We have to ensure that the services are co-designed with peak bodies and with all stakeholder groups and that they reflect the needs of the child not the eloquence of their advocates. We have to determine that these services can physically be provided and we have to improve access to online health services as well. We have to improve the registration policy and compliance and funding system for the NDIS. We have to help providers to decrease red tape. We have to get them to improve their record keeping and we have to cut down on the fraud, which is unfortunately but inevitably a significant issue at this point in time. The Thriving Kids program has to be subjected to regular review when it's rolled out, and it should have an independent inspector-general.
We need better workforce planning. We heard again and again about the deserts where people can't access the supports that they need, particularly in regional, rural and remote settings. It's inequitable and it's unfair. We have to have some better data about where the allied health and other healthcare professionals that we need are, and we have to support them. It's not acceptable that people are waiting years to see a paediatrician in our major cities and that they're paying a large amount of money to do that. We should help more young people join the healthcare workforce by immediately increasing financial support for practical placements for all healthcare students.
The Thriving Kids program needs us to resile from the premise that disabled people should have to self-manage their care and that all should receive support individually. Some things are better done together for efficiency, for economy and even for enjoyment. Success of the Thriving Kids model demands that, as a society, we are able to and will accept our responsibility to include and support all children and to create a system responsive to their capacities and their needs and that we commit to creating and supporting the workforce and the infrastructure which are required to maximise those children's independence and inclusion.

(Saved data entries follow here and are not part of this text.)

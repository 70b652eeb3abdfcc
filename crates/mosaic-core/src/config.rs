//! Configuration system for Mosaic.
//!
//! Resolution order: environment variables → config file → defaults.
//!
//! Config file location:
//!   1. $MOSAIC_CONFIG (explicit override)
//!   2. $XDG_CONFIG_HOME/mosaic/config.toml
//!   3. ~/.config/mosaic/config.toml

use serde::{Deserialize, Serialize};
use std::path::PathBuf;
use std::time::Duration;

use crate::chunk::{DEFAULT_CHUNK_SIZE, MAX_CHUNK_SIZE};
use crate::message::{Node, NodeParseError};

/// Default TCP port a node listens on.
pub const DEFAULT_PORT: u16 = 7400;

/// Top-level configuration.
#[derive(Debug, Clone, Serialize, Deserialize)]
#[serde(default)]
pub struct MosaicConfig {
    pub node: NodeConfig,
    pub peers: PeersConfig,
    pub storage: StorageConfig,
    pub replication: ReplicationConfig,
    pub search: SearchConfig,
}

#[derive(Debug, Clone, Serialize, Deserialize)]
#[serde(default)]
pub struct NodeConfig {
    /// Address to bind and to advertise as this node's identity.
    pub host: String,
    pub port: u16,
    /// How long an inbound connection may take to deliver its request.
    pub request_timeout_ms: u64,
}

#[derive(Debug, Clone, Serialize, Deserialize)]
#[serde(default)]
pub struct PeersConfig {
    /// Every node in the deployment as "host:port". May include this node;
    /// it is filtered out of every fan-out.
    pub nodes: Vec<String>,
}

#[derive(Debug, Clone, Serialize, Deserialize)]
#[serde(default)]
pub struct StorageConfig {
    /// Chunk size in bytes. Must be identical on every node.
    pub chunk_size: usize,
    /// Files in this directory are loaded into the catalog at startup.
    /// Empty = no import.
    pub import_dir: PathBuf,
}

#[derive(Debug, Clone, Serialize, Deserialize)]
#[serde(default)]
pub struct ReplicationConfig {
    /// Max chunk pulls in flight at once, across all peers.
    pub max_concurrent_pulls: usize,
    /// Connect + round-trip budget for one chunk pull.
    pub peer_timeout_ms: u64,
}

#[derive(Debug, Clone, Serialize, Deserialize)]
#[serde(default)]
pub struct SearchConfig {
    /// Connect + round-trip budget for one peer's search.
    pub peer_timeout_ms: u64,
}

// ── Defaults ──────────────────────────────────────────────────────────────────

impl Default for MosaicConfig {
    fn default() -> Self {
        Self {
            node: NodeConfig::default(),
            peers: PeersConfig::default(),
            storage: StorageConfig::default(),
            replication: ReplicationConfig::default(),
            search: SearchConfig::default(),
        }
    }
}

impl Default for NodeConfig {
    fn default() -> Self {
        Self {
            host: "127.0.0.1".to_string(),
            port: DEFAULT_PORT,
            request_timeout_ms: 10_000,
        }
    }
}

impl Default for PeersConfig {
    fn default() -> Self {
        Self { nodes: Vec::new() }
    }
}

impl Default for StorageConfig {
    fn default() -> Self {
        Self {
            chunk_size: DEFAULT_CHUNK_SIZE,
            import_dir: PathBuf::new(),
        }
    }
}

impl Default for ReplicationConfig {
    fn default() -> Self {
        Self {
            max_concurrent_pulls: 16,
            peer_timeout_ms: 5_000,
        }
    }
}

impl Default for SearchConfig {
    fn default() -> Self {
        Self {
            peer_timeout_ms: 3_000,
        }
    }
}

// ── Path helpers ──────────────────────────────────────────────────────────────

fn config_dir() -> PathBuf {
    std::env::var("XDG_CONFIG_HOME")
        .map(PathBuf::from)
        .unwrap_or_else(|_| dirs_or_home().join(".config"))
        .join("mosaic")
}

fn dirs_or_home() -> PathBuf {
    std::env::var("HOME")
        .map(PathBuf::from)
        .unwrap_or_else(|_| PathBuf::from("/tmp"))
}

// ── Errors ────────────────────────────────────────────────────────────────────

#[derive(Debug, thiserror::Error)]
pub enum ConfigError {
    #[error("failed to read {0}: {1}")]
    ReadFailed(PathBuf, std::io::Error),
    #[error("failed to parse {0}: {1}")]
    ParseFailed(PathBuf, toml::de::Error),
    #[error("failed to write {0}: {1}")]
    WriteFailed(PathBuf, std::io::Error),
    #[error("failed to serialize: {0}")]
    SerializeFailed(toml::ser::Error),
    #[error("invalid peer address: {0}")]
    InvalidPeer(#[from] NodeParseError),
    #[error("invalid setting {field}: {reason}")]
    Invalid { field: &'static str, reason: String },
}

// ── Loading ───────────────────────────────────────────────────────────────────

impl MosaicConfig {
    /// Load config: env vars → file → defaults.
    pub fn load() -> Result<Self, ConfigError> {
        let path = Self::file_path();
        let mut config = if path.exists() {
            let text = std::fs::read_to_string(&path)
                .map_err(|e| ConfigError::ReadFailed(path.clone(), e))?;
            toml::from_str(&text).map_err(|e| ConfigError::ParseFailed(path.clone(), e))?
        } else {
            MosaicConfig::default()
        };
        config.apply_env_overrides();
        config.validate()?;
        Ok(config)
    }

    /// Config file path.
    pub fn file_path() -> PathBuf {
        std::env::var("MOSAIC_CONFIG")
            .map(PathBuf::from)
            .unwrap_or_else(|_| config_dir().join("config.toml"))
    }

    /// Write default config if none exists. Returns the path.
    pub fn write_default_if_missing() -> Result<PathBuf, ConfigError> {
        let path = Self::file_path();
        if !path.exists() {
            if let Some(parent) = path.parent() {
                std::fs::create_dir_all(parent)
                    .map_err(|e| ConfigError::WriteFailed(path.clone(), e))?;
            }
            let text = toml::to_string_pretty(&MosaicConfig::default())
                .map_err(ConfigError::SerializeFailed)?;
            std::fs::write(&path, text).map_err(|e| ConfigError::WriteFailed(path.clone(), e))?;
        }
        Ok(path)
    }

    /// This node's identity.
    pub fn local_node(&self) -> Node {
        Node::new(self.node.host.clone(), self.node.port)
    }

    /// Parsed peer list.
    pub fn peer_nodes(&self) -> Result<Vec<Node>, ConfigError> {
        self.peers
            .nodes
            .iter()
            .map(|s| s.parse::<Node>().map_err(ConfigError::from))
            .collect()
    }

    pub fn request_timeout(&self) -> Duration {
        Duration::from_millis(self.node.request_timeout_ms)
    }

    pub fn replication_timeout(&self) -> Duration {
        Duration::from_millis(self.replication.peer_timeout_ms)
    }

    pub fn search_timeout(&self) -> Duration {
        Duration::from_millis(self.search.peer_timeout_ms)
    }

    /// Reject settings that would break chunking or fan-out.
    pub fn validate(&self) -> Result<(), ConfigError> {
        if self.storage.chunk_size == 0 || self.storage.chunk_size > MAX_CHUNK_SIZE {
            return Err(ConfigError::Invalid {
                field: "storage.chunk_size",
                reason: format!("must be between 1 and {MAX_CHUNK_SIZE}"),
            });
        }
        if self.replication.max_concurrent_pulls == 0 {
            return Err(ConfigError::Invalid {
                field: "replication.max_concurrent_pulls",
                reason: "must be at least 1".into(),
            });
        }
        if self.node.request_timeout_ms == 0 {
            return Err(ConfigError::Invalid {
                field: "node.request_timeout_ms",
                reason: "must be non-zero".into(),
            });
        }
        if self.replication.peer_timeout_ms == 0 {
            return Err(ConfigError::Invalid {
                field: "replication.peer_timeout_ms",
                reason: "must be non-zero".into(),
            });
        }
        if self.search.peer_timeout_ms == 0 {
            return Err(ConfigError::Invalid {
                field: "search.peer_timeout_ms",
                reason: "must be non-zero".into(),
            });
        }
        self.peer_nodes()?;
        Ok(())
    }

    /// Apply MOSAIC_* env var overrides.
    fn apply_env_overrides(&mut self) {
        if let Ok(v) = std::env::var("MOSAIC_NODE__HOST") {
            self.node.host = v;
        }
        if let Ok(v) = std::env::var("MOSAIC_NODE__PORT") {
            if let Ok(p) = v.parse() {
                self.node.port = p;
            }
        }
        if let Ok(v) = std::env::var("MOSAIC_NODE__REQUEST_TIMEOUT_MS") {
            if let Ok(n) = v.parse() {
                self.node.request_timeout_ms = n;
            }
        }
        if let Ok(v) = std::env::var("MOSAIC_PEERS__NODES") {
            self.peers.nodes = split_list(&v);
        }
        if let Ok(v) = std::env::var("MOSAIC_STORAGE__CHUNK_SIZE") {
            if let Ok(n) = v.parse() {
                self.storage.chunk_size = n;
            }
        }
        if let Ok(v) = std::env::var("MOSAIC_STORAGE__IMPORT_DIR") {
            self.storage.import_dir = PathBuf::from(v);
        }
        if let Ok(v) = std::env::var("MOSAIC_REPLICATION__MAX_CONCURRENT_PULLS") {
            if let Ok(n) = v.parse() {
                self.replication.max_concurrent_pulls = n;
            }
        }
        if let Ok(v) = std::env::var("MOSAIC_REPLICATION__PEER_TIMEOUT_MS") {
            if let Ok(n) = v.parse() {
                self.replication.peer_timeout_ms = n;
            }
        }
        if let Ok(v) = std::env::var("MOSAIC_SEARCH__PEER_TIMEOUT_MS") {
            if let Ok(n) = v.parse() {
                self.search.peer_timeout_ms = n;
            }
        }
    }
}

fn split_list(value: &str) -> Vec<String> {
    value
        .split(',')
        .map(str::trim)
        .filter(|s| !s.is_empty())
        .map(String::from)
        .collect()
}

I'll finish by thanking the chair of the health committee. It's been a great privilege to work with Dr Mike Freelander on this inquiry. Mike brings decades of experience to this parliament. He worked incredibly hard with all of the committee and the secretariat, and the report that we have put together summarises very well the generous and considered contributions of almost 500 groups or individuals who made submissions or who came to the public hearings. I echo Mike in thanking our other committee members who worked hard with dedication, with interest, with maturity and with bipartisanship—a rare bipartisanship in this place. I thank the secretariat as well and commend our report to the House.